Где искать Гробовского, доктор, конечно, не знал. Зато хорошо представлял, у кого можно об этом спросить… Вдруг да повезет? В конце концов, верных людей у поручика в городе — раз, два и обчелся.

И вновь ревет мотором верный «Дукс»! Проносятся по сторонам леса, поля, перелески. Низко над пожней грачи кружат стаями, зеленеет молоденькая травка, перемежаемая мохнатыми солнышками мать-и-мачехи. Вкусно пахнет набухшими почками и клейким первым листом… Середина весны, однако!

Вот и город. Помпезный вокзал, извозчики, афишная тумба, оклеенная рекламой синематографа: «Тайна охранки», «Тайна дома Романовых», «В цепких лапах двуглавого орла», «В лапах Иуды» («Провокатор Азеф»)… Тот еще репертуарчик, однако!

Девушки в весенних пальто и шляпках, студенты. Много солдат. И что они не на фронте? Стоят, митингуют… Все — с красными бантами!

Тротуары засыпаны шелухою от семечек. В скверике, прямо на газоне, выпивали и закусывали какие-то люди. Духовой оркестр неподалеку играл «Амурские волны»…

Проскочив шумный проспект, доктор поверну налево. Спешился и, оставив «Дукс» у парадной, вошел… не встретив ни привратника, ни дворника…

Знакомой латунной таблички — «А. П. Везенцевъ, мастеръ-граверъ» — на дверях не оказалось. Как видно, украли… Звонок тоже не работал, пришлось стучать. И довольно долго.
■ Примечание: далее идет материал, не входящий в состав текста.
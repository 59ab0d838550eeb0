//! The dibs record and its wire format.

use chrono::{DateTime, Datelike, Utc};
use serde::{Deserialize, Serialize};

/// Fixed name of the record file on every environment.
pub const DIBS_FILE_NAME: &str = "__dibs.json";

/// Directory, relative to the push channel's landing directory, that is
/// served publicly by the environment.
pub const REMOTE_FILES_DIR: &str = "files";

/// Remote path of the record, relative to the push channel's landing directory.
pub fn remote_record_path() -> String {
    format!("{}/{}", REMOTE_FILES_DIR, DIBS_FILE_NAME)
}

/// A dibs record as stored in `__dibs.json`.
#[derive(Debug, Clone, PartialEq, Eq, Serialize, Deserialize)]
pub struct LockRecord {
    /// Identity of the claimant.
    #[serde(rename = "by")]
    pub owner: String,

    /// Unix seconds (UTC) at which the claim was written.
    #[serde(rename = "at")]
    pub claimed_at: i64,

    /// Environment id the claim was written for.
    #[serde(rename = "for")]
    pub target: String,

    /// Free-text note left by the claimant.
    #[serde(default, skip_serializing_if = "Option::is_none")]
    pub message: Option<String>,
}

impl LockRecord {
    /// Create a record for `target` stamped with the current time.
    pub fn new(owner: &str, target: &str, message: Option<&str>) -> Self {
        Self {
            owner: owner.to_string(),
            claimed_at: Utc::now().timestamp(),
            target: target.to_string(),
            message: message.map(str::to_string),
        }
    }

    /// Parse a record from the body of `__dibs.json`.
    pub fn from_json(body: &str) -> serde_json::Result<Self> {
        serde_json::from_str(body)
    }

    /// Serialize to the compact JSON written to the remote file.
    pub fn to_json(&self) -> serde_json::Result<String> {
        serde_json::to_string(self)
    }

    /// Whether this record actually claims `env`.
    ///
    /// A record copied along with an environment's files still names the
    /// environment it was written for, so it does not claim the copy.
    pub fn is_for(&self, env: &str) -> bool {
        self.target == env
    }

    /// Seconds elapsed between the claim and `now`.
    pub fn age_secs(&self, now: DateTime<Utc>) -> i64 {
        now.timestamp() - self.claimed_at
    }

    /// The claim time as a UTC datetime, if representable.
    pub fn claimed_at_utc(&self) -> Option<DateTime<Utc>> {
        DateTime::from_timestamp(self.claimed_at, 0)
    }

    /// Human-readable claim time, e.g. `Mon Jan 5th at 03:04pm`.
    pub fn claimed_at_display(&self) -> String {
        match self.claimed_at_utc() {
            Some(at) => format_claim_time(at),
            None => self.claimed_at.to_string(),
        }
    }

    /// The message, or an empty string when none was left.
    pub fn message_text(&self) -> &str {
        self.message.as_deref().unwrap_or("")
    }
}

/// Format a claim time the way dibs messages show it.
pub(crate) fn format_claim_time(at: DateTime<Utc>) -> String {
    let day = at.day();
    format!(
        "{} {}{} at {}",
        at.format("%a %b"),
        day,
        ordinal_suffix(day),
        at.format("%I:%M%P")
    )
}

fn ordinal_suffix(day: u32) -> &'static str {
    match (day % 10, day % 100) {
        (_, 11..=13) => "th",
        (1, _) => "st",
        (2, _) => "nd",
        (3, _) => "rd",
        _ => "th",
    }
}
— Кто там? — наконец, послышался за дверями дребезжащий голос. — Кто-кто? Доктор? Я не жду… Постойте, постойте… Господин Петров? Иван Палыч? Алексея Николаевича друг…

Гравер ничуть не изменился — все тот же живенький старичок с венчиком седых волос и остроконечной бородкой. Небольшого росточка, подвижный, как ртуть. Разве что выглядел чуть устало…

— Алексей Николаевич сказал, что вам можно доверять… Да, он был. Ночевал пару ночей. Потом ушел. Сказал, его можно найти в синематографе Коралли. Это недалеко, на Ярославской… По четным дням просто постойте у входа… Сегодня как раз четный. Сеанс на семь вечера…

Семь вечера. Синематограф Коралли…

Поблагодарив гравера, доктор спустился вниз.

Еще оставалось время, чтобы заехать в Совет, тоже располагавшийся неподалеку, в центре города, в особнячке, до войны принадлежавшему какому-то немецкому кондитеру.

Домчав до особняка минут за десять, Иван Палыч оставил мотоциклет у чугунной ограды и вошел во двор. Во дворе шел митинг. Сброшенная с пьедестала статуя наяды валялась под ногами собравшихся, с пьедестал же вещал какой-то патлатый деятель в тужурке с красным бантом:

— Граждане свободной России! Мы, партия социалистов-революционеров, стояли истоим за полную социализацию земли! За изъятие ее из товарного оборота, из частной собственности — в общенародное достояние!